Look through the entries below and show every line containing the word "impl".
Segment Start: EXERCISE DATA
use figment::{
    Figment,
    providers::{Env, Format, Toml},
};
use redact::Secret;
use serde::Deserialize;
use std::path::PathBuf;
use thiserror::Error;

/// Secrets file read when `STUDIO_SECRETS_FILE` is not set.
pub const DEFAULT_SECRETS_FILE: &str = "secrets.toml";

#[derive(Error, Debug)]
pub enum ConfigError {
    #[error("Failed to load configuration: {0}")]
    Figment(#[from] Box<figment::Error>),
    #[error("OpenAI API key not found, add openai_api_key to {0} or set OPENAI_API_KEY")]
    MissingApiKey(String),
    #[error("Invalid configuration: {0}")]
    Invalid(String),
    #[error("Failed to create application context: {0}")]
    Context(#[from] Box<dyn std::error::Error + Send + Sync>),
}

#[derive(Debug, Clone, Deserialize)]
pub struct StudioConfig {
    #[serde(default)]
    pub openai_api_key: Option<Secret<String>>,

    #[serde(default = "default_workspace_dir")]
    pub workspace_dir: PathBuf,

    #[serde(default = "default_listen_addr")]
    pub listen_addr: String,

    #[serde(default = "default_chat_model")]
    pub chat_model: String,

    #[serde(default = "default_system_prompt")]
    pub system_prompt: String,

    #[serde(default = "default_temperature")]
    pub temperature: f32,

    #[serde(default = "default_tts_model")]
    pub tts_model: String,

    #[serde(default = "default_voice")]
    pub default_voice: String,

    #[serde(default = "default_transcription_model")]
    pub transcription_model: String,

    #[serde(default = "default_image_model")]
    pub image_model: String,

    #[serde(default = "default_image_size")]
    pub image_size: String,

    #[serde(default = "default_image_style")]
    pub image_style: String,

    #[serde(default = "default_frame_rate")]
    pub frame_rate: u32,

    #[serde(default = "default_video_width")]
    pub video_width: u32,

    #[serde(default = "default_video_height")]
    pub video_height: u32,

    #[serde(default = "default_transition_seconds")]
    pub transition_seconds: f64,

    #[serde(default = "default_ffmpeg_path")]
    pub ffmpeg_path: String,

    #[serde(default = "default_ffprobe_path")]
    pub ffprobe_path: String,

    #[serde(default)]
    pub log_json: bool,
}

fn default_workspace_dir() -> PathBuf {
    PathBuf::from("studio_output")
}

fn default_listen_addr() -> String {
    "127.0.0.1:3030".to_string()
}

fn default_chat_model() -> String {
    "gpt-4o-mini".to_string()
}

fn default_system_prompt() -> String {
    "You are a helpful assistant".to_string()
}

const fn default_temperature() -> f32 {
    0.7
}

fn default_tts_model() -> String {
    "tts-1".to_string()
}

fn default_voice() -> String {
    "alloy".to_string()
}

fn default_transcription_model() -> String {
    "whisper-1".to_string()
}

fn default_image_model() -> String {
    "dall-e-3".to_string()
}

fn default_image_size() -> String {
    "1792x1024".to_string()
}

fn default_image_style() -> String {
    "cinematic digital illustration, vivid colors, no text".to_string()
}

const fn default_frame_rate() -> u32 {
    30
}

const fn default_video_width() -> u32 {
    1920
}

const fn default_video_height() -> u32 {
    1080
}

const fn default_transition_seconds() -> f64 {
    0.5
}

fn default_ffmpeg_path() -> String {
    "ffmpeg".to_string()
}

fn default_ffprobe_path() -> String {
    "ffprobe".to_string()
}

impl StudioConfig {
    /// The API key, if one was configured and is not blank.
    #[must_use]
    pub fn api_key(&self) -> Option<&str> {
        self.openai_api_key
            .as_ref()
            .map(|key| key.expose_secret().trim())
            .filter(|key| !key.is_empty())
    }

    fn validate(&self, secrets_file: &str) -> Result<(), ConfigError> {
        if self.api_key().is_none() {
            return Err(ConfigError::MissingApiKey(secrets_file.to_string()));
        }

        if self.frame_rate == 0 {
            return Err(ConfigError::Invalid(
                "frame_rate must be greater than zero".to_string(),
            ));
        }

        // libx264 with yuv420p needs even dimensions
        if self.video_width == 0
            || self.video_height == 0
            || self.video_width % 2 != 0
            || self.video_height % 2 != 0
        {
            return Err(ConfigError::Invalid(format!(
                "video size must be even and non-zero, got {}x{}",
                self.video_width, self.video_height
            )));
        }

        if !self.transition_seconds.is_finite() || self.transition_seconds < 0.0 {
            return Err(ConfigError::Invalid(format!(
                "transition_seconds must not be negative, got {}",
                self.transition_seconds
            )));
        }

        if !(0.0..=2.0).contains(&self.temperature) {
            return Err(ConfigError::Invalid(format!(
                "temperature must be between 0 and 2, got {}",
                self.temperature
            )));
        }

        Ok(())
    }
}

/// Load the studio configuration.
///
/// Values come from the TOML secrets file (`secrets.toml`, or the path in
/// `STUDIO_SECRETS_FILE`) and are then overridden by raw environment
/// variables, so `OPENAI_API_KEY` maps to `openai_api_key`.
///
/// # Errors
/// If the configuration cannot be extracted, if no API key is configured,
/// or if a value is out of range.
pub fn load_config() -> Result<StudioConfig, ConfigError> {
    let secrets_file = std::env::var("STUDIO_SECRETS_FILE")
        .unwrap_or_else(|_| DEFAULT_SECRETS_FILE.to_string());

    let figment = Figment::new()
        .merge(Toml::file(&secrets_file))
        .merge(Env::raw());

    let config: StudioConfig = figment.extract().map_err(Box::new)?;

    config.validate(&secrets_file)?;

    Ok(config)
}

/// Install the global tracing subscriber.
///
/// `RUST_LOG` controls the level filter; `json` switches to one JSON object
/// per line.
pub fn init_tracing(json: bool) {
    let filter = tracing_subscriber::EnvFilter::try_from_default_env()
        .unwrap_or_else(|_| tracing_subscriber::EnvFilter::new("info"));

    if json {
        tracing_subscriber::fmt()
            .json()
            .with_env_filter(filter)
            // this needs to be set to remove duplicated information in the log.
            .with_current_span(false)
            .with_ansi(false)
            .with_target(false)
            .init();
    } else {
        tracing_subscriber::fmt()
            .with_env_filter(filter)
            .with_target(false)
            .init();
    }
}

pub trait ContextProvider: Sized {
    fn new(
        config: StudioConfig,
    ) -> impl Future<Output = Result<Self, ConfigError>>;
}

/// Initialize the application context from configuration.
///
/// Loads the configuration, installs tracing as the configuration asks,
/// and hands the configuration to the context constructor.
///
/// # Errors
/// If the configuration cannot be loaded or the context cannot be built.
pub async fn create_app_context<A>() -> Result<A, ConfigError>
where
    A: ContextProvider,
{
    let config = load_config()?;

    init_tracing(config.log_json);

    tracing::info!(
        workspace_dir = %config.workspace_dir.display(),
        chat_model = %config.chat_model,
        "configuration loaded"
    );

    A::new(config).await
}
Segment End: EXERCISE DATA
WORKED SOLUTION:
impl StudioConfig {
    ) -> impl Future<Output = Result<Self, ConfigError>>;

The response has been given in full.